Diffusion-weighted imaging (DWI) is now the standard of care in pelvic MRI of the intra-abdominal organs, especially when cancer is known or suspected. O-RADS MRI specifies that solid tissue with a low signal intensity at DWI indicates a benign lesion. However, a high signal intensity on DWI scans with a corresponding low signal intensity on apparent diffusion coefficient maps is not incorporated into the O-RADS MRI assessment. Such features would indicate diffusion-restricted tissue, which increases the likelihood of malignancy. Whether the qualitative or quantitative assessment of diffusion restriction could improve discrimination for cancer risk or eliminate the need for routine contrast material administration without sacrificing diagnostic accuracy are questions undergoing active investigation (9,10).

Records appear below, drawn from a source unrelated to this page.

impl Payload {
  pub fn kind(&self) -> BlockKind {
    match self {
      Self::Class(_) => BlockKind::Class,
      Self::Def(_) => BlockKind::Def,
      Self::DefInit(_) => BlockKind::DefInit,
      Self::DefDel(_) => BlockKind::DefDel,
      Self::For(_) => BlockKind::For,
      Self::If(_) => BlockKind::If,
      Self::While(_) => BlockKind::While,
      Self::Elif(_) => BlockKind::Elif,
      Self::Else => BlockKind::Else,
      Self::Return(_) => BlockKind::Return,
      Self::Break => BlockKind::Break,
      Self::Continue => BlockKind::Continue,
      Self::Pass => BlockKind::Pass,
      Self::SelfVariable(_) => BlockKind::SelfVariable,
      Self::Comment(_) => BlockKind::Comment,
      Self::CustomTokenLine(_) => BlockKind::CustomTokenLine,
      Self::Blank => BlockKind::Blank,
    }
  }

  /// Fresh payload for a newly chosen kind.
  pub fn empty(kind: BlockKind) -> Self {
    match kind {
      BlockKind::Class => Self::Class(Signature::default()),
      BlockKind::Def => Self::Def(Signature::default()),
      BlockKind::DefInit => Self::DefInit(MethodParams::default()),
      BlockKind::DefDel => Self::DefDel(MethodParams::default()),
      BlockKind::For => Self::For(ForHeader::default()),
      BlockKind::If => Self::If(Vec::new()),
      BlockKind::While => Self::While(Vec::new()),
      BlockKind::Elif => Self::Elif(Vec::new()),
      BlockKind::Else => Self::Else,
      BlockKind::Return => Self::Return(Vec::new()),
      BlockKind::Break => Self::Break,
      BlockKind::Continue => Self::Continue,
      BlockKind::Pass => Self::Pass,
      BlockKind::SelfVariable => Self::SelfVariable(SelfAssignment::default()),
      BlockKind::Comment => Self::Comment(String::new()),
      BlockKind::CustomTokenLine => Self::CustomTokenLine(Vec::new()),
      BlockKind::Blank => Self::Blank,
    }
  }

  /// The token list of token-list kinds.
  pub fn tokens(&self) -> Option<&[Token]> {
    match self {
      Self::If(tokens)
      | Self::While(tokens)
      | Self::Elif(tokens)
      | Self::Return(tokens)
      | Self::CustomTokenLine(tokens) => Some(tokens),
      Self::For(header) => Some(&header.iterable_tokens),
      Self::SelfVariable(assignment) => Some(&assignment.value_tokens),
      _ => None,
    }
  }

  /// Returns a copy with the editable token list replaced. Kinds without
  /// tokens are returned unchanged.
  pub fn with_tokens(&self, tokens: Vec<Token>) -> Self {
    match self {
      Self::If(_) => Self::If(tokens),
      Self::While(_) => Self::While(tokens),
      Self::Elif(_) => Self::Elif(tokens),
      Self::Return(_) => Self::Return(tokens),
      Self::CustomTokenLine(_) => Self::CustomTokenLine(tokens),
      Self::For(header) => Self::For(ForHeader {
        iterable_tokens: tokens,
        ..header.clone()
      }),
      Self::SelfVariable(assignment) => Self::SelfVariable(SelfAssignment {
        value_tokens: tokens,
        ..assignment.clone()
      }),
      other => other.clone(),
    }
  }

  fn from_json(
    kind: BlockKind,
    value: serde_json::Value,
  ) -> Result<Self, serde_json::Error> {
    use serde_json::from_value;

    if value.is_null() {
      return Ok(Self::empty(kind));
    }

    Ok(match kind {
      BlockKind::Class => Self::Class(from_value(value)?),
      BlockKind::Def => Self::Def(from_value(value)?),
      BlockKind::DefInit => Self::DefInit(from_value(value)?),
      BlockKind::DefDel => Self::DefDel(from_value(value)?),
      BlockKind::For => Self::For(from_value(value)?),
      BlockKind::If => Self::If(from_value(value)?),
      BlockKind::While => Self::While(from_value(value)?),
      BlockKind::Elif => Self::Elif(from_value(value)?),
      BlockKind::Return => Self::Return(from_value(value)?),
      BlockKind::SelfVariable => Self::SelfVariable(from_value(value)?),
      BlockKind::Comment => Self::Comment(from_value(value)?),
      BlockKind::CustomTokenLine => Self::CustomTokenLine(from_value(value)?),
      BlockKind::Else => Self::Else,
      BlockKind::Break => Self::Break,
      BlockKind::Continue => Self::Continue,
      BlockKind::Pass => Self::Pass,
      BlockKind::Blank => Self::Blank,
    })
  }

  fn to_json(&self) -> serde_json::Value {
    use serde_json::to_value;

    let value = match self {
      Self::Class(sig) | Self::Def(sig) => to_value(sig),
      Self::DefInit(params) | Self::DefDel(params) => to_value(params),
      Self::For(header) => to_value(header),
      Self::If(tokens)
      | Self::While(tokens)
      | Self::Elif(tokens)
      | Self::Return(tokens)
      | Self::CustomTokenLine(tokens) => to_value(tokens),
      Self::SelfVariable(assignment) => to_value(assignment),
      Self::Comment(text) => to_value(text),
      Self::Else | Self::Break | Self::Continue | Self::Pass | Self::Blank => {
        return serde_json::Value::Null;
      }
    };
    value.unwrap_or(serde_json::Value::Null)
  }
}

While O-RADS MRI has been studied by multiple investigators, the available evidence has accumulated over a number of years, at disparate centers, and using varied study designs. Thus, the systematic review and meta-analysis reported by Rizzo and colleagues (6) is of added value beyond summarizing the available evidence. It focuses on the issues directly relevant to clinical practice using a multicenter cohort that would not be feasible in a clinical trial. The strength of a systematic review lies in its comprehensive and objective assessment of all published studies. Compared with individual studies, summarization of the diagnostic performance of a decision rule or test using sufficiently high-quality literature allows more insight into generalizability. Diagnostic test accuracy in particular lends itself to meta-analysis without the randomized design that is so essential for meta-analysis of treatment effects. Such methodology enables the authors to offer high level of evidence on O-RADS MRI that includes reliable measurements of diagnostic accuracy and category-specific disease prevalence.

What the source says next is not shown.